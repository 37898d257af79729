// file.rs — JsonFileStore: the whole ledger in one JSON document.
//
// Each mutation runs against a copy of the current state. The copy is
// written to `<file>.tmp` and renamed over the ledger file; only then does
// it replace the in-memory state. A failed write therefore leaves both the
// file and memory as they were, which is what makes `settle_penalty` atomic
// on disk.

use std::fs;
use std::path::{Path, PathBuf};
use std::sync::{Mutex, MutexGuard};

use chrono::Utc;

use crate::error::LedgerError;
use crate::model::{
    ChatIdentity, Goal, GoalId, GoalStatus, GroupId, GroupMember, NewGoal, Transaction, User,
    UserId, Vote, VoteCount,
};
use crate::penalty::PenaltyPlan;
use crate::state::LedgerState;
use crate::store::LedgerStore;

/// File-backed [`LedgerStore`].
pub struct JsonFileStore {
    path: PathBuf,
    starting_balance: i64,
    state: Mutex<LedgerState>,
}

impl JsonFileStore {
    /// Open the ledger at `path`, creating parent directories as needed.
    /// A missing file is an empty ledger.
    pub fn open(path: impl AsRef<Path>, starting_balance: i64) -> Result<Self, LedgerError> {
        let path = path.as_ref().to_path_buf();
        if let Some(parent) = path.parent() {
            fs::create_dir_all(parent).map_err(|source| LedgerError::IoError {
                path: parent.display().to_string(),
                source,
            })?;
        }

        let state = if path.exists() {
            let json = fs::read_to_string(&path).map_err(|source| LedgerError::IoError {
                path: path.display().to_string(),
                source,
            })?;
            serde_json::from_str(&json)?
        } else {
            LedgerState::default()
        };

        tracing::debug!(path = %path.display(), "opened ledger file");
        Ok(Self {
            path,
            starting_balance,
            state: Mutex::new(state),
        })
    }

    pub fn path(&self) -> &Path {
        &self.path
    }

    fn lock(&self) -> Result<MutexGuard<'_, LedgerState>, LedgerError> {
        self.state.lock().map_err(|_| LedgerError::Poisoned)
    }

    /// Apply `f` to a draft of the state and publish it once it is on disk.
    fn mutate<T>(
        &self,
        f: impl FnOnce(&mut LedgerState) -> Result<T, LedgerError>,
    ) -> Result<T, LedgerError> {
        let mut guard = self.lock()?;
        let mut draft = guard.clone();
        let value = f(&mut draft)?;
        self.persist(&draft)?;
        *guard = draft;
        Ok(value)
    }

    fn persist(&self, state: &LedgerState) -> Result<(), LedgerError> {
        let json = serde_json::to_string_pretty(state)?;
        let tmp = self.path.with_extension("json.tmp");
        fs::write(&tmp, json).map_err(|source| LedgerError::IoError {
            path: tmp.display().to_string(),
            source,
        })?;
        fs::rename(&tmp, &self.path).map_err(|source| LedgerError::IoError {
            path: self.path.display().to_string(),
            source,
        })?;
        Ok(())
    }
}

impl LedgerStore for JsonFileStore {
    fn get_or_create_user(
        &self,
        identity: ChatIdentity,
        display_name: &str,
    ) -> Result<User, LedgerError> {
        if let Some(user) = self.lock()?.find_user(identity) {
            return Ok(user);
        }
        let starting_balance = self.starting_balance;
        self.mutate(|state| {
            Ok(state.get_or_create_user(identity, display_name, starting_balance, Utc::now()))
        })
    }

    fn user(&self, user_id: UserId) -> Result<User, LedgerError> {
        self.lock()?.user(user_id)
    }

    fn find_user(&self, identity: ChatIdentity) -> Result<Option<User>, LedgerError> {
        Ok(self.lock()?.find_user(identity))
    }

    fn adjust_balance(&self, user_id: UserId, delta: i64) -> Result<User, LedgerError> {
        self.mutate(|state| state.adjust_balance(user_id, delta, Utc::now()))
    }

    fn create_goal(&self, goal: NewGoal) -> Result<Goal, LedgerError> {
        self.mutate(|state| state.create_goal(goal, Utc::now()))
    }

    fn goal(&self, goal_id: GoalId) -> Result<Goal, LedgerError> {
        self.lock()?.goal(goal_id)
    }

    fn transition_goal(
        &self,
        goal_id: GoalId,
        from: GoalStatus,
        to: GoalStatus,
    ) -> Result<Goal, LedgerError> {
        self.mutate(|state| state.transition_goal(goal_id, from, to))
    }

    fn record_proof(&self, goal_id: GoalId, proof: &str) -> Result<Goal, LedgerError> {
        self.mutate(|state| state.record_proof(goal_id, proof, Utc::now()))
    }

    fn active_goals_for_owner(&self, owner: UserId) -> Result<Vec<Goal>, LedgerError> {
        Ok(self.lock()?.active_goals_for_owner(owner))
    }

    fn active_goals_for_group(&self, group: GroupId) -> Result<Vec<Goal>, LedgerError> {
        Ok(self.lock()?.active_goals_for_group(group))
    }

    fn upsert_vote(
        &self,
        goal_id: GoalId,
        voter: UserId,
        approve: bool,
    ) -> Result<(), LedgerError> {
        self.mutate(|state| state.upsert_vote(goal_id, voter, approve, Utc::now()))
    }

    fn count_votes(&self, goal_id: GoalId) -> Result<VoteCount, LedgerError> {
        Ok(self.lock()?.count_votes(goal_id))
    }

    fn votes(&self, goal_id: GoalId) -> Result<Vec<Vote>, LedgerError> {
        Ok(self.lock()?.votes(goal_id))
    }

    fn record_transaction(&self, transaction: Transaction) -> Result<(), LedgerError> {
        self.mutate(|state| state.record_transaction(transaction))
    }

    fn transactions_for_goal(&self, goal_id: GoalId) -> Result<Vec<Transaction>, LedgerError> {
        Ok(self.lock()?.transactions_for_goal(goal_id))
    }

    fn add_group_member(
        &self,
        group: GroupId,
        user_id: UserId,
    ) -> Result<GroupMember, LedgerError> {
        self.mutate(|state| state.add_group_member(group, user_id, Utc::now()))
    }

    fn group_members(&self, group: GroupId) -> Result<Vec<GroupMember>, LedgerError> {
        Ok(self.lock()?.group_members(group))
    }

    fn settle_penalty(&self, plan: &PenaltyPlan) -> Result<Goal, LedgerError> {
        self.mutate(|state| state.settle_penalty(plan, Utc::now()))
    }
}

#[cfg(test)]
mod tests {
    use super::*;
    use chrono::Duration;
    use tempfile::tempdir;

    const GROUP: GroupId = GroupId(77);

    fn new_goal(owner: UserId, stake: i64) -> NewGoal {
        NewGoal {
            owner,
            group: GROUP,
            title: "Learn to juggle".into(),
            description: "Three balls, one minute".into(),
            deadline: Utc::now() + Duration::days(3),
            stake,
        }
    }

    #[test]
    fn ledger_survives_reopen() {
        let dir = tempdir().unwrap();
        let path = dir.path().join("data").join("ledger.json");

        let (owner_id, goal_id) = {
            let store = JsonFileStore::open(&path, 100).unwrap();
            let owner = store.get_or_create_user(ChatIdentity(11), "owner").unwrap();
            store.add_group_member(GROUP, owner.user_id).unwrap();
            let goal = store.create_goal(new_goal(owner.user_id, 40)).unwrap();
            store.record_proof(goal.goal_id, "video link").unwrap();
            (owner.user_id, goal.goal_id)
        };

        let store = JsonFileStore::open(&path, 100).unwrap();
        let owner = store.find_user(ChatIdentity(11)).unwrap().unwrap();
        assert_eq!(owner.user_id, owner_id);
        let goal = store.goal(goal_id).unwrap();
        assert_eq!(goal.status, GoalStatus::DonePending);
        assert_eq!(goal.proof.as_deref(), Some("video link"));
        assert_eq!(store.group_members(GROUP).unwrap().len(), 1);
    }

    #[test]
    fn failed_operation_does_not_touch_the_file() {
        let dir = tempdir().unwrap();
        let path = dir.path().join("ledger.json");
        let store = JsonFileStore::open(&path, 100).unwrap();
        let owner = store.get_or_create_user(ChatIdentity(1), "owner").unwrap();
        let before = fs::read_to_string(&path).unwrap();

        let result = store.create_goal(new_goal(owner.user_id, 500));
        assert!(matches!(result, Err(LedgerError::InsufficientBalance { .. })));
        assert_eq!(fs::read_to_string(&path).unwrap(), before);
    }

    #[test]
    fn settlement_is_persisted_as_one_unit() {
        let dir = tempdir().unwrap();
        let path = dir.path().join("ledger.json");
        let goal_id = {
            let store = JsonFileStore::open(&path, 100).unwrap();
            let owner = store.get_or_create_user(ChatIdentity(1), "owner").unwrap();
            let a = store.get_or_create_user(ChatIdentity(2), "a").unwrap();
            let b = store.get_or_create_user(ChatIdentity(3), "b").unwrap();
            for u in [&owner, &a, &b] {
                store.add_group_member(GROUP, u.user_id).unwrap();
            }
            let goal = store.create_goal(new_goal(owner.user_id, 25)).unwrap();
            let goal = store.record_proof(goal.goal_id, "proof").unwrap();
            let plan = PenaltyPlan::for_goal(&goal, &store.group_members(GROUP).unwrap()).unwrap();
            store.settle_penalty(&plan).unwrap();
            goal.goal_id
        };

        let store = JsonFileStore::open(&path, 100).unwrap();
        assert_eq!(store.goal(goal_id).unwrap().status, GoalStatus::Failed);
        let txs = store.transactions_for_goal(goal_id).unwrap();
        assert_eq!(txs.iter().map(|t| t.amount).collect::<Vec<_>>(), vec![13, 12]);
        let a = store.find_user(ChatIdentity(2)).unwrap().unwrap();
        assert_eq!(a.balance, 113);
    }

    #[test]
    fn failed_write_during_settlement_changes_nothing() {
        let dir = tempdir().unwrap();
        let path = dir.path().join("ledger.json");
        let store = JsonFileStore::open(&path, 100).unwrap();
        let owner = store.get_or_create_user(ChatIdentity(1), "owner").unwrap();
        let a = store.get_or_create_user(ChatIdentity(2), "a").unwrap();
        let b = store.get_or_create_user(ChatIdentity(3), "b").unwrap();
        for u in [&owner, &a, &b] {
            store.add_group_member(GROUP, u.user_id).unwrap();
        }
        let goal = store.create_goal(new_goal(owner.user_id, 30)).unwrap();
        let goal = store.record_proof(goal.goal_id, "proof").unwrap();
        let plan = PenaltyPlan::for_goal(&goal, &store.group_members(GROUP).unwrap()).unwrap();
        let on_disk = fs::read_to_string(&path).unwrap();

        // The temp file cannot be written while a directory sits in its place.
        fs::create_dir(path.with_extension("json.tmp")).unwrap();
        assert!(matches!(
            store.settle_penalty(&plan),
            Err(LedgerError::IoError { .. })
        ));

        assert_eq!(store.goal(goal.goal_id).unwrap().status, GoalStatus::DonePending);
        for (user, balance) in [(&owner, 100), (&a, 100), (&b, 100)] {
            assert_eq!(store.user(user.user_id).unwrap().balance, balance);
        }
        assert!(store.transactions_for_goal(goal.goal_id).unwrap().is_empty());
        assert_eq!(fs::read_to_string(&path).unwrap(), on_disk);

        // Once the obstruction is gone the same plan settles.
        fs::remove_dir(path.with_extension("json.tmp")).unwrap();
        assert_eq!(store.settle_penalty(&plan).unwrap().status, GoalStatus::Failed);
        assert_eq!(store.user(owner.user_id).unwrap().balance, 70);
    }

    #[test]
    fn corrupt_file_is_a_serialization_error() {
        let dir = tempdir().unwrap();
        let path = dir.path().join("ledger.json");
        fs::write(&path, "{ not json").unwrap();
        assert!(matches!(
            JsonFileStore::open(&path, 100),
            Err(LedgerError::SerializationError(_))
        ));
    }
}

☆ ☆ ☆

# EXERCISE:
Look for the word "into" throughout the material above and copy every line that has it.

# TASK SOLUTION:
            title: "Learn to juggle".into(),
            description: "Three balls, one minute".into(),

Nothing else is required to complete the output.